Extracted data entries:

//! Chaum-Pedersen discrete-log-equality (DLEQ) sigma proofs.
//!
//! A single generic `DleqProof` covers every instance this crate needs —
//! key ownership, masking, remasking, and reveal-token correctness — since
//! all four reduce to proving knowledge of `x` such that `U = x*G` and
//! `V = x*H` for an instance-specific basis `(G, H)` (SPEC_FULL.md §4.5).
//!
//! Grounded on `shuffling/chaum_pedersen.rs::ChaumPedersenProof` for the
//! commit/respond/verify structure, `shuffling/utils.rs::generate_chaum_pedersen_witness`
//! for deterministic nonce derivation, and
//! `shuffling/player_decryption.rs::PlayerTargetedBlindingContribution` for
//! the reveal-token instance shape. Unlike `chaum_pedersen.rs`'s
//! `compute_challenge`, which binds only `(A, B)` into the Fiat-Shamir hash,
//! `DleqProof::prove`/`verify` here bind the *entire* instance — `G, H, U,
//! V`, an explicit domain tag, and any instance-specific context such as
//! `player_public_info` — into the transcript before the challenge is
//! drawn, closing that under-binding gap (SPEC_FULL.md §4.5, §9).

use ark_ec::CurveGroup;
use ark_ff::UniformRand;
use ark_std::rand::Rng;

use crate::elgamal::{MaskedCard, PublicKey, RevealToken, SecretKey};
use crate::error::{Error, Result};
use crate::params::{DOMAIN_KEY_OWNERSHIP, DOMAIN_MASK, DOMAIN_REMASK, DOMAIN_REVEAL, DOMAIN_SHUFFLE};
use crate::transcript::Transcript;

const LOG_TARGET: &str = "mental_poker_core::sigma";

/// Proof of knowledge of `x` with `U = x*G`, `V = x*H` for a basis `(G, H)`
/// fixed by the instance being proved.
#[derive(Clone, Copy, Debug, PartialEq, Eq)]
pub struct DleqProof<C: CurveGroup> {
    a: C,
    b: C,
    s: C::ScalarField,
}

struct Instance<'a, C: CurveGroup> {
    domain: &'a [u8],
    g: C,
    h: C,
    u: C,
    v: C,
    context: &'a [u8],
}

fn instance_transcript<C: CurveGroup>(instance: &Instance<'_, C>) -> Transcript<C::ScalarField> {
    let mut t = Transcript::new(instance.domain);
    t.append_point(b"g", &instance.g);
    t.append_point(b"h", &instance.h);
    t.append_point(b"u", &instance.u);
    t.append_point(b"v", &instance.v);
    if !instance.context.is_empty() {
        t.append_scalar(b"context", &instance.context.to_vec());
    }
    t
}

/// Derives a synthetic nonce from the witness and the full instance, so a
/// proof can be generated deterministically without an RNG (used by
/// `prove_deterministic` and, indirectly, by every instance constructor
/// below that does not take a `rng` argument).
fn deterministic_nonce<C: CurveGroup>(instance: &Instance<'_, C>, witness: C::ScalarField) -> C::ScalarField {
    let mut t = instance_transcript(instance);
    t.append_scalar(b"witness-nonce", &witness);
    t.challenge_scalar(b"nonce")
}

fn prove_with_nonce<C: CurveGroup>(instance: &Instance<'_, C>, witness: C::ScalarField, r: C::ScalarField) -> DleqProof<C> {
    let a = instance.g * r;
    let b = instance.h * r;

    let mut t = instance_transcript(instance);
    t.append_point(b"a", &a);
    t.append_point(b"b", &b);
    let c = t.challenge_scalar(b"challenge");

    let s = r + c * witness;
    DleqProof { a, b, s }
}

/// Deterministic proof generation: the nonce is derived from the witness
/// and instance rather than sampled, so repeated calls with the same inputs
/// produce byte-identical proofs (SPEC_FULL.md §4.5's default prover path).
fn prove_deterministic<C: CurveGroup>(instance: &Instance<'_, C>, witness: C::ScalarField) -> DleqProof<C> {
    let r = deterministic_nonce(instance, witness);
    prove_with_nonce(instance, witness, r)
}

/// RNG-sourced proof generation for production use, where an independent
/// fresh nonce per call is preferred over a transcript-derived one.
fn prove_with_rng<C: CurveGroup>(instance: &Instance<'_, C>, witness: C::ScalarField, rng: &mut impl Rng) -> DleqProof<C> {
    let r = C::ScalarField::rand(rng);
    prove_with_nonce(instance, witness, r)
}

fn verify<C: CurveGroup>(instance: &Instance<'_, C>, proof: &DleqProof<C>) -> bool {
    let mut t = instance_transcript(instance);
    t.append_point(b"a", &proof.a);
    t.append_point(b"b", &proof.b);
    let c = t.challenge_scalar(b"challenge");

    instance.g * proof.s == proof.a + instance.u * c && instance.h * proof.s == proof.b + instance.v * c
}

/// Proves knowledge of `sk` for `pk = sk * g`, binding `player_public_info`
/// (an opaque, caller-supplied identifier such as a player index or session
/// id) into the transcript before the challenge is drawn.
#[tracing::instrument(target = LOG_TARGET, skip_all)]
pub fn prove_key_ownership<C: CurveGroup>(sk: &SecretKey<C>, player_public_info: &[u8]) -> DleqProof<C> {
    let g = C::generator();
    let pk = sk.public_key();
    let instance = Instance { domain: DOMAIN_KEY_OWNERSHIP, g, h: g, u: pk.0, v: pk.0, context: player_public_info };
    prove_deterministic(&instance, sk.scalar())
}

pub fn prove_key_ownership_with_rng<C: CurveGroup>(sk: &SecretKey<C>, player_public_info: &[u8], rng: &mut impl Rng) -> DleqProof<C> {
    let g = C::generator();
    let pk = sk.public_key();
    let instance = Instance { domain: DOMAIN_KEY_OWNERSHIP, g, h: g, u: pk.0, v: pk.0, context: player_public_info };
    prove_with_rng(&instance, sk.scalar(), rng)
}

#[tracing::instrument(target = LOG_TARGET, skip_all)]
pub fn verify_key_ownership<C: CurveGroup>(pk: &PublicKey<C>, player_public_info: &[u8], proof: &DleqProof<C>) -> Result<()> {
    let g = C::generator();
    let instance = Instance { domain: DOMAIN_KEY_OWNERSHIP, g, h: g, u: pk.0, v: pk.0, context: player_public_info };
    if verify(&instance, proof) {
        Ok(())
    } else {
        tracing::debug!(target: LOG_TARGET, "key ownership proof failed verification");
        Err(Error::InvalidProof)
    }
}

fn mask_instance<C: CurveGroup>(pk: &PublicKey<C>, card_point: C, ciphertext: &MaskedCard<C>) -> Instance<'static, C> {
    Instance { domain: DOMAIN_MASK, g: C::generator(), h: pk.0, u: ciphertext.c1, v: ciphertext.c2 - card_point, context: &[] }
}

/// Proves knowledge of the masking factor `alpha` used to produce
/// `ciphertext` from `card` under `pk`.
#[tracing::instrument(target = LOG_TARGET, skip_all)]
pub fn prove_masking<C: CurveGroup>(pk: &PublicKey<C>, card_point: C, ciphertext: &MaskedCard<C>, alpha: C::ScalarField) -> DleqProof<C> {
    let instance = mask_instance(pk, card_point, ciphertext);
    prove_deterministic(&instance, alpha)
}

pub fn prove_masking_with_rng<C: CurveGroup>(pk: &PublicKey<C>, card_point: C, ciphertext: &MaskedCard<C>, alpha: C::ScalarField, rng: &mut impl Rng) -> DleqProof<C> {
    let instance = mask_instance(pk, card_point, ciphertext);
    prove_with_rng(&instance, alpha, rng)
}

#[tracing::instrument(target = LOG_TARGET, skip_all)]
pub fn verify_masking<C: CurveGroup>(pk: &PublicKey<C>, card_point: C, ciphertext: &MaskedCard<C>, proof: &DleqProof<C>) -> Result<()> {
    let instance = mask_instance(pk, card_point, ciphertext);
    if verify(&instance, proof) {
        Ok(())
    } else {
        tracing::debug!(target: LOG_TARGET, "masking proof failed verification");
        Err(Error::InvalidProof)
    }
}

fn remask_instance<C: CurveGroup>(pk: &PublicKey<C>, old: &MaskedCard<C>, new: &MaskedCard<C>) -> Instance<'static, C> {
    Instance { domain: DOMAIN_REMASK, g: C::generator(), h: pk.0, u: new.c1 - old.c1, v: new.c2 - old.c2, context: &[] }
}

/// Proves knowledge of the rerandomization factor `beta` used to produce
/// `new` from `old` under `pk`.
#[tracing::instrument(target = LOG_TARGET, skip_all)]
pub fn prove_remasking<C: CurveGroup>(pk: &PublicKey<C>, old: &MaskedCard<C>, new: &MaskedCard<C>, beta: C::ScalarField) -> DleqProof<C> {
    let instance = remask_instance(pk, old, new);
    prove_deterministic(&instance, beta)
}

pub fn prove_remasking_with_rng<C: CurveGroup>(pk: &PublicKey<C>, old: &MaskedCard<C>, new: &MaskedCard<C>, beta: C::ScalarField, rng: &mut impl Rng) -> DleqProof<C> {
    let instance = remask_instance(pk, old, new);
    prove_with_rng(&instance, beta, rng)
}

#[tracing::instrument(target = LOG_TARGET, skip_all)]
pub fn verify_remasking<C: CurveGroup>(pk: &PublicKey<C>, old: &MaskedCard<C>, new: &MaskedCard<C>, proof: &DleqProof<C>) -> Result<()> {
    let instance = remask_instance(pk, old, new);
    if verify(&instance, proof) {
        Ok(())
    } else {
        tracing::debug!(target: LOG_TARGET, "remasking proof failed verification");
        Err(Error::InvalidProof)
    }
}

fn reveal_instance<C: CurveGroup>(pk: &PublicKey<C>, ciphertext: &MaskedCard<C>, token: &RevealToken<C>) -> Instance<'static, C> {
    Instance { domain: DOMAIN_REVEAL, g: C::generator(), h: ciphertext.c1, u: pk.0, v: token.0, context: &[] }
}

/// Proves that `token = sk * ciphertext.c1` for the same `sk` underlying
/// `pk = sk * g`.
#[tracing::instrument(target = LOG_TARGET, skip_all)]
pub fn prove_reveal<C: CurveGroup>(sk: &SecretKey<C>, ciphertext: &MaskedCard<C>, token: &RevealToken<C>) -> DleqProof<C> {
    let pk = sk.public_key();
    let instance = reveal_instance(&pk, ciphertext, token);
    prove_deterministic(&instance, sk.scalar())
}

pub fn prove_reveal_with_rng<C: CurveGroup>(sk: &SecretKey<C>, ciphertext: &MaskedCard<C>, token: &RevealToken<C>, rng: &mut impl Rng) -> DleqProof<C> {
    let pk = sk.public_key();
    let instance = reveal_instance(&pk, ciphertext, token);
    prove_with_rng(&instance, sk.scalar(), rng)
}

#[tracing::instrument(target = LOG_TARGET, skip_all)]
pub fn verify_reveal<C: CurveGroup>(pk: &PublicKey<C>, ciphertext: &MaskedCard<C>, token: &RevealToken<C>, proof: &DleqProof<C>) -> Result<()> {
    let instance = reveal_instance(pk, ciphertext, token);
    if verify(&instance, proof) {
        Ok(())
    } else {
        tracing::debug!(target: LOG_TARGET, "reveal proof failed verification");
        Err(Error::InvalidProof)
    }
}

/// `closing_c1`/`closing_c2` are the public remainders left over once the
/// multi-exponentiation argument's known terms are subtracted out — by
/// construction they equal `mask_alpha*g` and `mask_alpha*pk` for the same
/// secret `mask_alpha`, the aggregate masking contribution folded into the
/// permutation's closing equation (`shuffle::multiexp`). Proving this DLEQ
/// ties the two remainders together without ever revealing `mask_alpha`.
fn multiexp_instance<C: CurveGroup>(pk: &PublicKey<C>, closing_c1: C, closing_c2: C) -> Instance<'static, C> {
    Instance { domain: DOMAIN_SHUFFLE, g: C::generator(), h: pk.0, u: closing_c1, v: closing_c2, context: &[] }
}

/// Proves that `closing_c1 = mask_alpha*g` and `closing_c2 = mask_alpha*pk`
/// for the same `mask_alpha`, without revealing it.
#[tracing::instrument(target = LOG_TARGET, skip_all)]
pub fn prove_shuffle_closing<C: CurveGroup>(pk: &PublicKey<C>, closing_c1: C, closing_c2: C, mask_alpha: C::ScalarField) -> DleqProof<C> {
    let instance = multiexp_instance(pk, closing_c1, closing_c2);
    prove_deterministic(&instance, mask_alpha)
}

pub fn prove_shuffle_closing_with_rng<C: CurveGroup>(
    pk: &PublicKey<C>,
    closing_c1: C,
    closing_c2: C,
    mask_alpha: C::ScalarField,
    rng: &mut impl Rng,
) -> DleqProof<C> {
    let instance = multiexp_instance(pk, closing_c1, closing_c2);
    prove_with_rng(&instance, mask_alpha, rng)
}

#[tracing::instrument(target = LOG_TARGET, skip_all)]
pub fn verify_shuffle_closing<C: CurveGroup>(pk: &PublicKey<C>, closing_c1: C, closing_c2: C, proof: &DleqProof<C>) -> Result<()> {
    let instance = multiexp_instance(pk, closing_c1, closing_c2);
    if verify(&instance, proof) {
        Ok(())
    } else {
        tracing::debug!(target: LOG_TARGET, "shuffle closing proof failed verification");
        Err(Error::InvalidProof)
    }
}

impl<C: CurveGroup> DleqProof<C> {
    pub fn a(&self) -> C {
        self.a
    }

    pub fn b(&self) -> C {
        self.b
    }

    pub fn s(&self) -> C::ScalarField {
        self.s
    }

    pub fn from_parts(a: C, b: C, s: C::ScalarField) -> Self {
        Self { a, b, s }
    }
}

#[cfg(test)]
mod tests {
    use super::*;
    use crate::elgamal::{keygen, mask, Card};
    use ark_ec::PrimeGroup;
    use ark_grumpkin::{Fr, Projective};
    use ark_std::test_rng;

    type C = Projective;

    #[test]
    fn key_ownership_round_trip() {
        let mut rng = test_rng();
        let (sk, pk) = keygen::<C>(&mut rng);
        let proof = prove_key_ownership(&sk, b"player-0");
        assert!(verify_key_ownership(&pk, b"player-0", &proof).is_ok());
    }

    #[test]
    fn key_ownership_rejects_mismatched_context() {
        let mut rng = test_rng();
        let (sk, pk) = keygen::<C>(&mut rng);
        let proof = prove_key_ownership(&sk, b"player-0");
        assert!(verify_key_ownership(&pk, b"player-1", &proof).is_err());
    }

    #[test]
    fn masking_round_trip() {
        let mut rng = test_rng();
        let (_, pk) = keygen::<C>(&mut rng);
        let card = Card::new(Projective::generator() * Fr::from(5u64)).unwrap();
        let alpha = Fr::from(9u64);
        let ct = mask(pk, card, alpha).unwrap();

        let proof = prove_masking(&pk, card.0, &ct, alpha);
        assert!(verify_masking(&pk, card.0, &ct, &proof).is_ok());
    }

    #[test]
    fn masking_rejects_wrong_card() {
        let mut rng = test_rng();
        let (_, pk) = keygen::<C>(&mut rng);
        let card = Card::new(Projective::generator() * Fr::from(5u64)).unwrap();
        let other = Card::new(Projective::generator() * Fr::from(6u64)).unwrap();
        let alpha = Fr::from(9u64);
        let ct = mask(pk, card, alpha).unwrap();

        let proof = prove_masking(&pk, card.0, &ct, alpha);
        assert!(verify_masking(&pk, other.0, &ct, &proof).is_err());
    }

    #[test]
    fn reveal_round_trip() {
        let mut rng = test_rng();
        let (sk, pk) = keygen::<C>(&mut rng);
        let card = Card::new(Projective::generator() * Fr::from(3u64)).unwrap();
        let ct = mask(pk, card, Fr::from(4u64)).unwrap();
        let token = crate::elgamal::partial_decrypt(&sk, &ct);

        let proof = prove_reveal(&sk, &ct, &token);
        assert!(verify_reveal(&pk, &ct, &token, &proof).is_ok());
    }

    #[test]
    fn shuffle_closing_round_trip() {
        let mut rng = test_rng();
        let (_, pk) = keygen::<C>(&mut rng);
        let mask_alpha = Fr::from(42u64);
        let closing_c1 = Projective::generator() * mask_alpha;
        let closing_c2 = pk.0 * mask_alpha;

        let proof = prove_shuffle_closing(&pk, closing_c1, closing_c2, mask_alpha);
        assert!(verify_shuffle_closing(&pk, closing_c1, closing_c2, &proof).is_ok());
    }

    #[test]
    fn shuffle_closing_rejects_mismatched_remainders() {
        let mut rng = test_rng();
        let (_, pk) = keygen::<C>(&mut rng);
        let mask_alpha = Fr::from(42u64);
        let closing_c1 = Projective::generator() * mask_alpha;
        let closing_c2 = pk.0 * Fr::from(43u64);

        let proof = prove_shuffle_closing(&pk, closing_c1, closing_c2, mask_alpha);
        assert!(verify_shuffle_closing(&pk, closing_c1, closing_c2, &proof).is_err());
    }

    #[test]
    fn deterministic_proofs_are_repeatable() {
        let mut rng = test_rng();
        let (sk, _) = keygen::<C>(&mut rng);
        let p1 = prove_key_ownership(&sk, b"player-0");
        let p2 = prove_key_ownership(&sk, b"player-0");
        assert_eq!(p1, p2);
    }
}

» ABOUT THIS TASK
In the entries above, find each line with the string "factor" and copy it.

» EXPECTED OUTPUT
/// Proves knowledge of the masking factor `alpha` used to produce
/// Proves knowledge of the rerandomization factor `beta` used to produce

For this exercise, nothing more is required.